Conakry, 5 février – Il y a des hommes qui bâtissent des empires, d’autres qui les dirigent. Et puis, il y a ceux qui, en silence, dessinent les contours d’un avenir politique sans toujours en récolter les fruits. Bah Oury, aujourd’hui Premier ministre, appartient sans doute à cette catégorie.
Face aux journalistes réunis pour sa conférence de presse hebdomadaire, il déroule son histoire avec la sérénité de celui qui a vu le temps trancher. Pas d’amertume apparente, juste un besoin de rétablir les faits. « J’ai fondé l’UFDG avec une vision claire », rappelle-t-il d’un ton mesuré. Une vision qui, selon lui, n’a jamais été motivée par une ambition personnelle, mais par un impératif collectif : structurer une opposition crédible et forte.
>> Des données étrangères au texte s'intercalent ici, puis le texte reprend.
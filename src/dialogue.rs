//! The dialogue handle: an opaque, owned reference to one ongoing
//! conversation with a generative backend.

use std::fmt;
use std::sync::Arc;

use crate::backend::GenerativeBackend;
use crate::error::{Error, Result};
use crate::types::{Content, GenerateContentRequest, GenerationConfig, Model, UsageMetadata};

/// One ongoing dialogue with a backend.
///
/// The handle is the only holder of the prior turns and never hands them
/// out. It is deliberately not `Clone`: two copies would fork the dialogue.
pub struct DialogueHandle {
    backend: Arc<dyn GenerativeBackend>,
    model: Model,
    system_instruction: Content,
    generation_config: GenerationConfig,
    history: Vec<Content>,
    usage: UsageMetadata,
}

impl DialogueHandle {
    /// Open a dialogue. Nothing is sent until the first turn.
    pub fn open(
        backend: Arc<dyn GenerativeBackend>,
        model: Model,
        system_instruction: impl Into<String>,
        generation_config: GenerationConfig,
    ) -> Self {
        Self {
            backend,
            model,
            system_instruction: Content::system(system_instruction),
            generation_config,
            history: Vec::new(),
            usage: UsageMetadata::default(),
        }
    }

    /// Append `text` as the next user turn and return the model's reply.
    ///
    /// The turn is recorded only when a reply with text comes back. History
    /// is not touched until then, so an error or a dropped future (for
    /// example under `tokio::time::timeout`) leaves the dialogue exactly as
    /// it was.
    pub async fn send_message(&mut self, text: &str) -> Result<String> {
        let turn = Content::user(text);
        let mut contents = self.history.clone();
        contents.push(turn.clone());

        let reply = self.exchange(contents).await?;
        self.history.push(turn);
        self.history.push(Content::model(reply.clone()));
        Ok(reply)
    }

    async fn exchange(&mut self, contents: Vec<Content>) -> Result<String> {
        let request = GenerateContentRequest {
            contents,
            system_instruction: Some(self.system_instruction.clone()),
            generation_config: Some(self.generation_config),
        };
        let response = self
            .backend
            .generate_content(&self.model, &request)
            .await?;
        if let Some(usage) = response.usage_metadata {
            self.usage.prompt_token_count += usage.prompt_token_count;
            self.usage.candidates_token_count += usage.candidates_token_count;
            self.usage.total_token_count += usage.total_token_count;
        }
        if let Some(reason) = response.block_reason() {
            return Err(Error::empty_completion(format!("prompt blocked: {reason}")));
        }
        match response.text() {
            Some(text) if !text.trim().is_empty() => Ok(text),
            _ => Err(Error::empty_completion("response carried no text")),
        }
    }

    /// Number of completed exchanges.
    pub fn turn_count(&self) -> usize {
        self.history.len() / 2
    }

    /// Token usage accumulated across every request of this dialogue.
    pub fn usage(&self) -> UsageMetadata {
        self.usage
    }
}

impl fmt::Debug for DialogueHandle {
    fn fmt(&self, f: &mut fmt::Formatter<'_>) -> fmt::Result {
        f.debug_struct("DialogueHandle")
            .field("model", &self.model)
            .field("turns", &self.turn_count())
            .finish_non_exhaustive()
    }
}
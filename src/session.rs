//! The conversation session.
//!
//! A [`ConversationSession`] mediates exactly one dialogue with a generative
//! backend. It is constructed uninitialized, becomes ready after a single
//! successful [`ConversationSession::initialize`], and from then on turns
//! every [`ConversationSession::send`] into a non-empty reply. Backend
//! failures never escape: they are logged and replaced by the configured
//! fallback reply.

use std::sync::Arc;
use std::time::{Duration, Instant};

use crate::backend::GenerativeBackend;
use crate::dialogue::DialogueHandle;
use crate::error::{Error, Result};
use crate::observability::{
    SESSION_FALLBACKS, SESSION_TIMEOUTS, SESSION_TURN_DURATION, SESSION_TURNS,
};
use crate::types::{GenerationConfig, Model};

/// Everything that stays fixed for the lifetime of a session.
#[derive(Debug, Clone, PartialEq)]
pub struct SessionConfig {
    /// Model to converse with.
    pub model: Model,

    /// Standing instruction for the model.
    pub system_prompt: String,

    /// Sampling parameters applied to every turn.
    pub generation: GenerationConfig,

    /// Reply substituted whenever the backend fails to produce one.
    pub fallback_reply: String,

    /// Upper bound on a single turn; `None` waits for the backend's own
    /// timeout.
    pub timeout: Option<Duration>,
}

impl SessionConfig {
    /// Create a config with no per-turn timeout.
    pub fn new(
        model: Model,
        system_prompt: impl Into<String>,
        generation: GenerationConfig,
        fallback_reply: impl Into<String>,
    ) -> Self {
        Self {
            model,
            system_prompt: system_prompt.into(),
            generation,
            fallback_reply: fallback_reply.into(),
            timeout: None,
        }
    }

    /// Sets the per-turn timeout.
    pub fn with_timeout(mut self, timeout: Option<Duration>) -> Self {
        self.timeout = timeout;
        self
    }

    /// Check the config before a session is opened with it.
    pub fn validate(&self) -> Result<()> {
        if self.system_prompt.trim().is_empty() {
            return Err(Error::validation(
                "system prompt must not be empty",
                Some("system_prompt".to_string()),
            ));
        }
        if self.fallback_reply.trim().is_empty() {
            return Err(Error::validation(
                "fallback reply must not be empty",
                Some("fallback_reply".to_string()),
            ));
        }
        if self.timeout.is_some_and(|timeout| timeout.is_zero()) {
            return Err(Error::validation(
                "timeout must be greater than zero",
                Some("timeout".to_string()),
            ));
        }
        self.generation.validate()
    }
}

enum SessionState {
    Uninitialized,
    Ready {
        config: SessionConfig,
        handle: DialogueHandle,
    },
}

/// Counters for one session.
#[derive(Debug, Clone, Default, PartialEq, Eq)]
pub struct SessionStats {
    /// Calls to `send` that reached the backend.
    pub turns: u64,
    /// Turns answered with the fallback reply.
    pub fallbacks: u64,
    /// Turns that hit the per-turn timeout.
    pub timeouts: u64,
    /// Exchanges recorded in the dialogue.
    pub recorded_turns: usize,
    /// Tokens billed across the session.
    pub total_tokens: u64,
}

/// One conversation with a generative backend.
pub struct ConversationSession {
    backend: Arc<dyn GenerativeBackend>,
    state: SessionState,
    stats: SessionStats,
}

impl ConversationSession {
    /// Creates an uninitialized session over `backend`.
    pub fn new(backend: Arc<dyn GenerativeBackend>) -> Self {
        Self {
            backend,
            state: SessionState::Uninitialized,
            stats: SessionStats::default(),
        }
    }

    /// Fix the configuration and open the dialogue.
    ///
    /// # Errors
    ///
    /// Returns [`Error::AlreadyInitialized`] if the session is already ready
    /// and a validation error if `config` is out of range. A failed call
    /// leaves the session uninitialized.
    pub fn initialize(&mut self, config: SessionConfig) -> Result<()> {
        if self.is_ready() {
            return Err(Error::AlreadyInitialized);
        }
        config.validate()?;
        let handle = DialogueHandle::open(
            Arc::clone(&self.backend),
            config.model.clone(),
            config.system_prompt.clone(),
            config.generation,
        );
        log::info!("conversation session ready (model {})", config.model);
        self.state = SessionState::Ready { config, handle };
        Ok(())
    }

    /// Returns true once `initialize` has succeeded.
    pub fn is_ready(&self) -> bool {
        matches!(self.state, SessionState::Ready { .. })
    }

    /// Send `text` as the next turn and return the reply.
    ///
    /// The reply is never empty. When the backend fails, times out or returns
    /// no usable text, the configured fallback is returned instead and the
    /// failure is logged.
    ///
    /// # Errors
    ///
    /// Only contract violations are reported: [`Error::NotInitialized`]
    /// before `initialize`, and a validation error for blank `text`.
    pub async fn send(&mut self, text: &str) -> Result<String> {
        let SessionState::Ready { config, handle } = &mut self.state else {
            return Err(Error::NotInitialized);
        };
        if text.trim().is_empty() {
            return Err(Error::validation(
                "message text must not be blank",
                Some("text".to_string()),
            ));
        }

        SESSION_TURNS.click();
        self.stats.turns += 1;
        let start = Instant::now();
        let outcome = match config.timeout {
            Some(limit) => match tokio::time::timeout(limit, handle.send_message(text)).await {
                Ok(outcome) => outcome,
                Err(_) => Err(Error::timeout(
                    "turn exceeded session timeout",
                    Some(limit.as_secs_f64()),
                )),
            },
            None => handle.send_message(text).await,
        };
        SESSION_TURN_DURATION.add(start.elapsed().as_secs_f64());

        match outcome {
            Ok(reply) => Ok(reply),
            Err(err) => {
                SESSION_FALLBACKS.click();
                self.stats.fallbacks += 1;
                if err.is_timeout() {
                    SESSION_TIMEOUTS.click();
                    self.stats.timeouts += 1;
                }
                if err.is_rate_limit() {
                    log::warn!("rate limited by backend, answering with fallback: {err}");
                } else {
                    log::warn!("service unavailable, answering with fallback: {err}");
                }
                Ok(config.fallback_reply.clone())
            }
        }
    }

    /// The fixed configuration, once initialized.
    pub fn config(&self) -> Option<&SessionConfig> {
        match &self.state {
            SessionState::Ready { config, .. } => Some(config),
            SessionState::Uninitialized => None,
        }
    }

    /// The standing instruction, once initialized.
    pub fn system_prompt(&self) -> Option<&str> {
        self.config().map(|config| config.system_prompt.as_str())
    }

    /// Returns a snapshot of the session counters.
    pub fn stats(&self) -> SessionStats {
        let mut stats = self.stats.clone();
        if let SessionState::Ready { handle, .. } = &self.state {
            stats.recorded_turns = handle.turn_count();
            stats.total_tokens = handle.usage().total_token_count;
        }
        stats
    }
}
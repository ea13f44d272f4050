//! Sales personas.
//!
//! A [`SalesProfile`] bundles everything product-specific about the agent:
//! the instruction template handed to the model, the directive that opens the
//! conversation, the in-character fallback reply, and the predefined quick
//! replies. One persona is built in; others are loaded from YAML:
//!
//! ```yaml
//! agent_name: "Elite Consultant"
//! product: "Ozenvita"
//! checkout_url: "https://shop.example.com/ozenvita"
//! startup_directive: "Open the conversation focused on Ozenvita and free shipping."
//! quick_replies:
//!   - "How much is it?"
//!   - "Send me the official link!"
//! ```
//!
//! Fields left out of the file keep their built-in values.

use std::path::Path;
use std::time::Duration;

use serde::{Deserialize, Serialize};
use url::Url;

use crate::error::{Error, Result};
use crate::session::SessionConfig;
use crate::types::{GenerationConfig, Model};

const DEFAULT_SYSTEM_PROMPT: &str = "\
You are {agent_name}, an elite sales agent for {product}, chatting with a prospect in a \
messaging app. Your goal is conversion.

KEY BENEFIT: FREE SHIPPING
- {product} ships free nationwide today. Use it as a closer: \"On top of everything, if you \
order now, shipping is on me, 100% free.\"

COMMUNICATION
- Natural, warm and engaging language. Use emojis sparingly and deliberately.
- Build rapport right away: use the prospect's name if you know it and acknowledge their pain.
- Find the blocker: low energy, trouble losing weight, low drive, lack of focus?
- Present {product} as the answer that unblocks body and mind.

CLOSING
1. Do not lead with the link. Build desire first.
2. When the prospect asks about price or how to buy, or shows they see the value, close.
3. When closing you MUST send the official checkout page: {checkout_url}
4. Mention that shipping is FREE when you send the link.

RULES
- Never leave an objection unanswered. If price comes up, talk about the cost of doing nothing.
- Be confident and polished, never pushy.
- Steer toward the link whenever the prospect is ready.";

/// Everything product-specific about the sales agent.
#[derive(Debug, Clone, PartialEq, Serialize, Deserialize)]
#[serde(default)]
pub struct SalesProfile {
    /// Display name of the agent.
    pub agent_name: String,
    /// Product being sold.
    pub product: String,
    /// Official checkout page handed out when closing.
    pub checkout_url: String,
    /// Instruction template; `{agent_name}`, `{product}` and
    /// `{checkout_url}` are substituted.
    pub system_prompt: String,
    /// Sent once, before any user input, to produce the opening message.
    pub startup_directive: String,
    /// In-character reply used whenever the service fails.
    pub fallback_reply: String,
    /// Predefined replies the user can send with one command.
    pub quick_replies: Vec<String>,
    /// Shown while a reply is pending.
    pub typing_label: String,
    /// Sampling temperature.
    pub temperature: f32,
    /// Nucleus-sampling threshold.
    pub top_p: f32,
}

impl Default for SalesProfile {
    fn default() -> Self {
        Self {
            agent_name: "Elite Consultant".to_string(),
            product: "Ozenvita".to_string(),
            checkout_url: "https://shop.example.com/ozenvita".to_string(),
            system_prompt: DEFAULT_SYSTEM_PROMPT.to_string(),
            startup_directive: "Start the conversation focused on {product} and free shipping."
                .to_string(),
            fallback_reply: "We're experiencing very high demand right now, but my focus is on \
                             you. How can I help you secure your kit?"
                .to_string(),
            quick_replies: vec![
                "How much is it?".to_string(),
                "I want the official link!".to_string(),
                "Is shipping really free?".to_string(),
                "Do you have testimonials?".to_string(),
            ],
            typing_label: "Consultant is typing...".to_string(),
            temperature: 0.8,
            top_p: 0.95,
        }
    }
}

impl SalesProfile {
    /// Load a profile from a YAML file.
    ///
    /// # Errors
    ///
    /// Returns an error if the file cannot be read, is not valid YAML, or
    /// describes an invalid profile.
    pub fn from_file<P: AsRef<Path>>(path: P) -> Result<Self> {
        let path = path.as_ref();
        let content = std::fs::read_to_string(path).map_err(|err| {
            Error::io(format!("failed to read profile {}", path.display()), err)
        })?;
        Self::from_yaml(&content)
    }

    /// Parse a profile from YAML text.
    pub fn from_yaml(content: &str) -> Result<Self> {
        let profile: Self = serde_yaml::from_str(content)?;
        profile.validate()?;
        Ok(profile)
    }

    /// Check the profile for values that would make a broken agent.
    pub fn validate(&self) -> Result<()> {
        for (param, value) in [
            ("product", &self.product),
            ("system_prompt", &self.system_prompt),
            ("startup_directive", &self.startup_directive),
            ("fallback_reply", &self.fallback_reply),
        ] {
            if value.trim().is_empty() {
                return Err(Error::validation(
                    format!("{param} must not be empty"),
                    Some(param.to_string()),
                ));
            }
        }
        if let Some(index) = self.quick_replies.iter().position(|r| r.trim().is_empty()) {
            return Err(Error::validation(
                format!("quick reply {} is blank", index + 1),
                Some("quick_replies".to_string()),
            ));
        }
        if !self.checkout_url.is_empty() {
            Url::parse(&self.checkout_url)?;
        }
        self.generation().validate()
    }

    fn fill(&self, template: &str) -> String {
        template
            .replace("{agent_name}", &self.agent_name)
            .replace("{product}", &self.product)
            .replace("{checkout_url}", &self.checkout_url)
    }

    /// The instruction handed to the model.
    pub fn render_system_prompt(&self) -> String {
        self.fill(&self.system_prompt)
    }

    /// The directive that produces the opening message.
    pub fn render_startup_directive(&self) -> String {
        self.fill(&self.startup_directive)
    }

    /// Sampling parameters of this persona.
    pub fn generation(&self) -> GenerationConfig {
        GenerationConfig::new(self.temperature, self.top_p)
    }

    /// Build the fixed session configuration for this persona.
    pub fn session_config(&self, model: Model, timeout: Option<Duration>) -> SessionConfig {
        SessionConfig::new(
            model,
            self.render_system_prompt(),
            self.generation(),
            self.fallback_reply.clone(),
        )
        .with_timeout(timeout)
    }
}
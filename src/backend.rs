//! The outbound seam to a generative-text service.

use crate::error::Result;
use crate::types::{GenerateContentRequest, GenerateContentResponse, Model};

/// A service that appends a turn to a dialogue and returns the completion.
///
/// [`Gemini`](crate::Gemini) is the production implementation. The
/// conversation session only ever talks to this trait, which keeps it
/// independent of HTTP.
#[async_trait::async_trait]
pub trait GenerativeBackend: Send + Sync {
    /// Generate the next model turn for `request` using `model`.
    async fn generate_content(
        &self,
        model: &Model,
        request: &GenerateContentRequest,
    ) -> Result<GenerateContentResponse>;
}
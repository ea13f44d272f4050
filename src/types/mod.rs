// Public modules
pub mod content;
pub mod generate_content;
pub mod generation_config;
pub mod model;

// Re-exports
pub use content::{Content, Part, Role};
pub use generate_content::{
    Candidate, FinishReason, GenerateContentRequest, GenerateContentResponse, PromptFeedback,
    UsageMetadata,
};
pub use generation_config::GenerationConfig;
pub use model::{KnownModel, Model, UnknownModel};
L’histoire de l’UFDG est indissociable de ses choix stratégiques. En 2002, alors que la question du leadership se pose, Bah Oury et ses camarades font le pari de l’expérience en maintenant Bâ Mamadou à la tête du parti. « Il incarnait une légitimité, une aspiration populaire », explique-t-il, insistant sur la nécessité, à l’époque, de bâtir sur du solide.
Mais c’est en 2008 que l’échiquier politique prend un virage décisif. L’arrivée de Cellou Dalein Diallo à la présidence de l’UFDG n’est pas le fruit du hasard, mais d’un calcul mûrement réfléchi. Ancien Premier ministre sous Lansana Conté, Dalein apparaît alors comme l’homme providentiel, celui qui pourrait fédérer au-delà des clivages traditionnels. « Il était perçu comme un réformateur, une figure capable de rassembler », justifie Bah Oury, comme pour rappeler que cette ascension n’aurait pas été possible sans son aval.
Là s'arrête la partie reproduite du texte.